[Extracted information Boundary: Start]

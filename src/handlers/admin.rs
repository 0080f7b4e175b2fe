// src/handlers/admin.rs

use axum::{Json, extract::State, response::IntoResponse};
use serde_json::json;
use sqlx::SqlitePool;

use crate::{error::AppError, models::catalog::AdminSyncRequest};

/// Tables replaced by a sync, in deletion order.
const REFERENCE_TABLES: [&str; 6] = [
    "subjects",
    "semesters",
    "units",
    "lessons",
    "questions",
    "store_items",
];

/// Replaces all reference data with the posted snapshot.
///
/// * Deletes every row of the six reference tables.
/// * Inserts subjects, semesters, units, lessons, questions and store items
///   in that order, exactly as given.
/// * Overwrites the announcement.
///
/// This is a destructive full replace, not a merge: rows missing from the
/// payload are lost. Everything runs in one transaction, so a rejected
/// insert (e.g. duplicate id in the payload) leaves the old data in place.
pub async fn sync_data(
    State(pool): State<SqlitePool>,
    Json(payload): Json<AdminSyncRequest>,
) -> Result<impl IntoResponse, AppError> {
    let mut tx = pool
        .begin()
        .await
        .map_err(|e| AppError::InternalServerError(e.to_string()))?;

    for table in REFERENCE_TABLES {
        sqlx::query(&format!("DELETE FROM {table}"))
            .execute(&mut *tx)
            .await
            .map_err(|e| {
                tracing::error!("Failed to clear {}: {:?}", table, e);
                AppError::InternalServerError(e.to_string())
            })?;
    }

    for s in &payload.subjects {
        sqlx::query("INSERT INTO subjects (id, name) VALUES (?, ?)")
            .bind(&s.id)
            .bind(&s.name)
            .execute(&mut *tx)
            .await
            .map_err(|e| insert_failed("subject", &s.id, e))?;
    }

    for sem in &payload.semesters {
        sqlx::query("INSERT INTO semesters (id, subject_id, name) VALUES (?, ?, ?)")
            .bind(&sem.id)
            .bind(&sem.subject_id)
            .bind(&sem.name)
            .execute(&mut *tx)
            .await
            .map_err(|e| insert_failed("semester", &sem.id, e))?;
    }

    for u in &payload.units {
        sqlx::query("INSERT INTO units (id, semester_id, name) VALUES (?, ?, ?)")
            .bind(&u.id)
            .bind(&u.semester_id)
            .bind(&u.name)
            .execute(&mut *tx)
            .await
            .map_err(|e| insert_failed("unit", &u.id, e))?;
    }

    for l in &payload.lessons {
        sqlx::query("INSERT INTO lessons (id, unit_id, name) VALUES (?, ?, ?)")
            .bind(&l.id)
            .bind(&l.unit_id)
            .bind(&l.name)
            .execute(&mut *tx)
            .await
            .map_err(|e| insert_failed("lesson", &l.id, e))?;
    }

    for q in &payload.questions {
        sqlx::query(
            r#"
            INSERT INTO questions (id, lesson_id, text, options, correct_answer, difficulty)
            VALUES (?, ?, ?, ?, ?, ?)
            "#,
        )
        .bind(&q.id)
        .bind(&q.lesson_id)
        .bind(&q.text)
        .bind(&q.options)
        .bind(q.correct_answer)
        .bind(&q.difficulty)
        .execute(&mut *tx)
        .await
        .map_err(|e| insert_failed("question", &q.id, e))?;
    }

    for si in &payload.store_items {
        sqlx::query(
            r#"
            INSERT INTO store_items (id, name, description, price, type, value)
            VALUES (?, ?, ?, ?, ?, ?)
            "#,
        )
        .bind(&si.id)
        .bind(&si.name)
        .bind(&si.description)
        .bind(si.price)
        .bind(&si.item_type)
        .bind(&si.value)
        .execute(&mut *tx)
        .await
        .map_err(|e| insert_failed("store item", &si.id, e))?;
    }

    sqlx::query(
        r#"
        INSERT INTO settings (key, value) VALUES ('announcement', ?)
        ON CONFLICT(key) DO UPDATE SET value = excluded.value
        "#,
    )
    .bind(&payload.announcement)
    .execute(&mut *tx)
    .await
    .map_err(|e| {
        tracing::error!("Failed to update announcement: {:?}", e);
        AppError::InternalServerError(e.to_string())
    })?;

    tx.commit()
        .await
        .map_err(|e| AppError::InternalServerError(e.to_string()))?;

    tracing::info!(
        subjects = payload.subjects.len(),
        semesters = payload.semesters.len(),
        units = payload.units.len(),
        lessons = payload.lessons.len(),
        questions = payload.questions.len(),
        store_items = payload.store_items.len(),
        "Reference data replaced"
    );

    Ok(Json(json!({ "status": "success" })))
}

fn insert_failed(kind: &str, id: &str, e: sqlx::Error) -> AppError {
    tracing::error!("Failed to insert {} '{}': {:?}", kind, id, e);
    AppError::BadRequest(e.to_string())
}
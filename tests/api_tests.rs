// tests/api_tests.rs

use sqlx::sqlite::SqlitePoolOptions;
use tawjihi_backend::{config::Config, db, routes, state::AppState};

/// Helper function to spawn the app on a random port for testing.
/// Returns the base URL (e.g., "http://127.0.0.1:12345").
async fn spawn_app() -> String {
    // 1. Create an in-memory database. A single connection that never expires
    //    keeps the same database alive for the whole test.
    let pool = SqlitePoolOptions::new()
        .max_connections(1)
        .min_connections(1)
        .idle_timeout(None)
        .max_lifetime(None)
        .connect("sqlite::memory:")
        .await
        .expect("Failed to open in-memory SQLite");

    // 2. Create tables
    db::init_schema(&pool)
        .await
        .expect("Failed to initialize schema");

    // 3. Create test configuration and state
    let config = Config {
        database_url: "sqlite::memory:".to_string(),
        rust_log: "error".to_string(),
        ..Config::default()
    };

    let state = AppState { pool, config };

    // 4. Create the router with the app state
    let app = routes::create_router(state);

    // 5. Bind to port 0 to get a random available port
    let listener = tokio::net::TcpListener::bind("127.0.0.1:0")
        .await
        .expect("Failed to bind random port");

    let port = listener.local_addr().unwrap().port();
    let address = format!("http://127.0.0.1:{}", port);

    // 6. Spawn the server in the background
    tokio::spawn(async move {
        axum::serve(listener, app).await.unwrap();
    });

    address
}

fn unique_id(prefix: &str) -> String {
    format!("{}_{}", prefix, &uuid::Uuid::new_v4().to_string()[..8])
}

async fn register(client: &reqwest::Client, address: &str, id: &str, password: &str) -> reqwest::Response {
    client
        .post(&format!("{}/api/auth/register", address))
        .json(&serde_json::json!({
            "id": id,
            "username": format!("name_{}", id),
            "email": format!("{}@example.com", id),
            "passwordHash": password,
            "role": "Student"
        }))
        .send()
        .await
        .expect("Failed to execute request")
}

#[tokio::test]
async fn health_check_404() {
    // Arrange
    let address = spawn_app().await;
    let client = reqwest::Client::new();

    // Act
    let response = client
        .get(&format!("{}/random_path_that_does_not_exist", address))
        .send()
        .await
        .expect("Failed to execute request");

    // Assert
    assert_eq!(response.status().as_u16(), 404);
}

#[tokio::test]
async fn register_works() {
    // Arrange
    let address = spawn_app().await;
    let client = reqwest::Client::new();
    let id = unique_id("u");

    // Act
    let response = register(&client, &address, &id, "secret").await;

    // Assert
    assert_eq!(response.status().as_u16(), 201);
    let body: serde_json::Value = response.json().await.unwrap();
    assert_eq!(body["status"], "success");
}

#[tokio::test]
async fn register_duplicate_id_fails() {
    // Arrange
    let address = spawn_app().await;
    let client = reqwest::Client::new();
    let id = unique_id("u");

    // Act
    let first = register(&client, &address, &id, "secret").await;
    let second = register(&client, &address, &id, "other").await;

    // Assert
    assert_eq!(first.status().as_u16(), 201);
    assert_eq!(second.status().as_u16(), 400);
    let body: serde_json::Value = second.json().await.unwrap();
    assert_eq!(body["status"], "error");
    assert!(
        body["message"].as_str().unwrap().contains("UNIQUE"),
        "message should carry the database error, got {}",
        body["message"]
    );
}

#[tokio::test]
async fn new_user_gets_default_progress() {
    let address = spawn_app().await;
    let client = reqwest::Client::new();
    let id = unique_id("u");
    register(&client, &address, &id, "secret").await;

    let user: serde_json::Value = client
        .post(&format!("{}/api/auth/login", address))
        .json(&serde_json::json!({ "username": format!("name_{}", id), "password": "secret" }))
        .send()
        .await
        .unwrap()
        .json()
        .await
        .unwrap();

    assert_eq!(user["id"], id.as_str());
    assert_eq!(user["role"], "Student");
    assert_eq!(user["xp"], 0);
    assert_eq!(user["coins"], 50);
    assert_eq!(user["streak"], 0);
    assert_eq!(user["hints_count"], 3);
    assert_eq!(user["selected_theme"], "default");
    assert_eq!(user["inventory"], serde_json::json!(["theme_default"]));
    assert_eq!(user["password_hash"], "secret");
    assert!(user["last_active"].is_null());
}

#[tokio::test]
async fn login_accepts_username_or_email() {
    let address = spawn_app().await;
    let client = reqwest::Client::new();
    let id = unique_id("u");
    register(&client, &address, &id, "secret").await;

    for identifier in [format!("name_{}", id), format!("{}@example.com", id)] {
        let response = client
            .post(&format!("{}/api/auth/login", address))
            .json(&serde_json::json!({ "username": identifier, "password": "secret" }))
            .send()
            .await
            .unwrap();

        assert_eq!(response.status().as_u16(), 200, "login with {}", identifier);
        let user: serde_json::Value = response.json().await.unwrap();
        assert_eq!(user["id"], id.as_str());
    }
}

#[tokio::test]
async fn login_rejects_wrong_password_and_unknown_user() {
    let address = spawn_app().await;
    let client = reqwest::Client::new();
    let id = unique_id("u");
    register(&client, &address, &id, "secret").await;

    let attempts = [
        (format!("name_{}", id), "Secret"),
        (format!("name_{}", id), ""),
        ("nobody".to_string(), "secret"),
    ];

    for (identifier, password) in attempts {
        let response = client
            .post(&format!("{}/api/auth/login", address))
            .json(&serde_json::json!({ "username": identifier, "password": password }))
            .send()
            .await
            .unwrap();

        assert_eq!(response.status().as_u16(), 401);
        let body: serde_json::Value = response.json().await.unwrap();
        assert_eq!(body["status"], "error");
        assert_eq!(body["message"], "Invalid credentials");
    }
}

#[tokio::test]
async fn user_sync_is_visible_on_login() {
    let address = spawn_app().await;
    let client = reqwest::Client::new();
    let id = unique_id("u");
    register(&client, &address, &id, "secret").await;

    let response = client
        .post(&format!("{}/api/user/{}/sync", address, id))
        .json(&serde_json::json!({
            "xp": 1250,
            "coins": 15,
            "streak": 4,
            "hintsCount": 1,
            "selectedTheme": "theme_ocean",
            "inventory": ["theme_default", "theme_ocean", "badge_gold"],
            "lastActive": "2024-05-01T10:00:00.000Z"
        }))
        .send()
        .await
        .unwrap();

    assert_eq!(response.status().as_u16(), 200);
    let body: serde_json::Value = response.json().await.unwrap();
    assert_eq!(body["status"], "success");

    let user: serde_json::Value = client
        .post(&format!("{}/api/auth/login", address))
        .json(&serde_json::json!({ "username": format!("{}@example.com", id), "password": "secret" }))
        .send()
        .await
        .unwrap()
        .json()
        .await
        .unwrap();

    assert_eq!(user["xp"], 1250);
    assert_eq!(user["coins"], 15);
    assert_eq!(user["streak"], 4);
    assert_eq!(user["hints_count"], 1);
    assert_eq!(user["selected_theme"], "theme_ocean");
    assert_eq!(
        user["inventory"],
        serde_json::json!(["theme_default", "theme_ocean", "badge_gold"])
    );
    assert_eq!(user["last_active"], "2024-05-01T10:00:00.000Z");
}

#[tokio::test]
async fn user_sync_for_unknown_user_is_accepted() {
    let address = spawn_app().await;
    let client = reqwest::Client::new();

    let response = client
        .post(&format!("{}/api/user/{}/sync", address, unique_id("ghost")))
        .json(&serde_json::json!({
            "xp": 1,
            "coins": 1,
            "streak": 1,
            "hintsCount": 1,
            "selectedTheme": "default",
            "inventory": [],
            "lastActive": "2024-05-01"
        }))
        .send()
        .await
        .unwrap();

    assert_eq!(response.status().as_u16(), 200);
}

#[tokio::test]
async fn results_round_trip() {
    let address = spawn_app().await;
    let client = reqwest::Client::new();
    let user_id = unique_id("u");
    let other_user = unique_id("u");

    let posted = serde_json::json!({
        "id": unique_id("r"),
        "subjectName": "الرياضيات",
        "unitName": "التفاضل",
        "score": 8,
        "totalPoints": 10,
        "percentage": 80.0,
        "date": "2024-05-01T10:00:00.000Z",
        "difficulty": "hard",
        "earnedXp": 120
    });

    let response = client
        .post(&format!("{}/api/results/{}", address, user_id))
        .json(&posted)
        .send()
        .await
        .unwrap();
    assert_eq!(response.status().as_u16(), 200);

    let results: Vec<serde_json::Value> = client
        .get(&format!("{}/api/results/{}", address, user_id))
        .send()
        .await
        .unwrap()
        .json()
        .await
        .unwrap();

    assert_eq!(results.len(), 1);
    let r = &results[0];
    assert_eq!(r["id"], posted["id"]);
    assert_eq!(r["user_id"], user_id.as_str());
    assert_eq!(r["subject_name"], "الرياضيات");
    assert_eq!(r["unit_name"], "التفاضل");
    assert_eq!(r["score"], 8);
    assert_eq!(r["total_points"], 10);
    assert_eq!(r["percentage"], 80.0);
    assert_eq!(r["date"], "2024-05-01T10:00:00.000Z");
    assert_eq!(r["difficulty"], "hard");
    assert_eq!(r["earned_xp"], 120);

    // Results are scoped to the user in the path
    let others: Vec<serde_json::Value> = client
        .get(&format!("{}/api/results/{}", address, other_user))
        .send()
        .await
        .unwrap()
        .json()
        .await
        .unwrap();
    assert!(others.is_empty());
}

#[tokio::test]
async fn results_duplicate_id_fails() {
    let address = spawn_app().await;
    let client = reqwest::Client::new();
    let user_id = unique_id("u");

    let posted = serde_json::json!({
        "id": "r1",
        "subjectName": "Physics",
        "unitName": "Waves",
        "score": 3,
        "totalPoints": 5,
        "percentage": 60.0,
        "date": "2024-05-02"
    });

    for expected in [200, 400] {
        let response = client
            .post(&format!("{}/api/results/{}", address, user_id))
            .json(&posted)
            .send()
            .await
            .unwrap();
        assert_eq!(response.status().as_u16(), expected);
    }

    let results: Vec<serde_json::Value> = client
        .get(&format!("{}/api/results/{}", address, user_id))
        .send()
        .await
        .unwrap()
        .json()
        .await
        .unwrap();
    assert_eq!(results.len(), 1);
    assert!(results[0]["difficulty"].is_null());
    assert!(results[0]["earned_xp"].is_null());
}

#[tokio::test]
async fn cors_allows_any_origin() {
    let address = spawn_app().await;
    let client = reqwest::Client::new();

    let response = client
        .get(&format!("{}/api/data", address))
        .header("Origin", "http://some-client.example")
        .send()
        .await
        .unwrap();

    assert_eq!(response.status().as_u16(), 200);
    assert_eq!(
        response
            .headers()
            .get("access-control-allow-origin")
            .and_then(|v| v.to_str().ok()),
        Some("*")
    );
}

[Extracted information Boundary: End]

What to do: Show every line in the entries where the string "AdminSyncRequest" occurs.

Your response:
use crate::{error::AppError, models::catalog::AdminSyncRequest};
    Json(payload): Json<AdminSyncRequest>,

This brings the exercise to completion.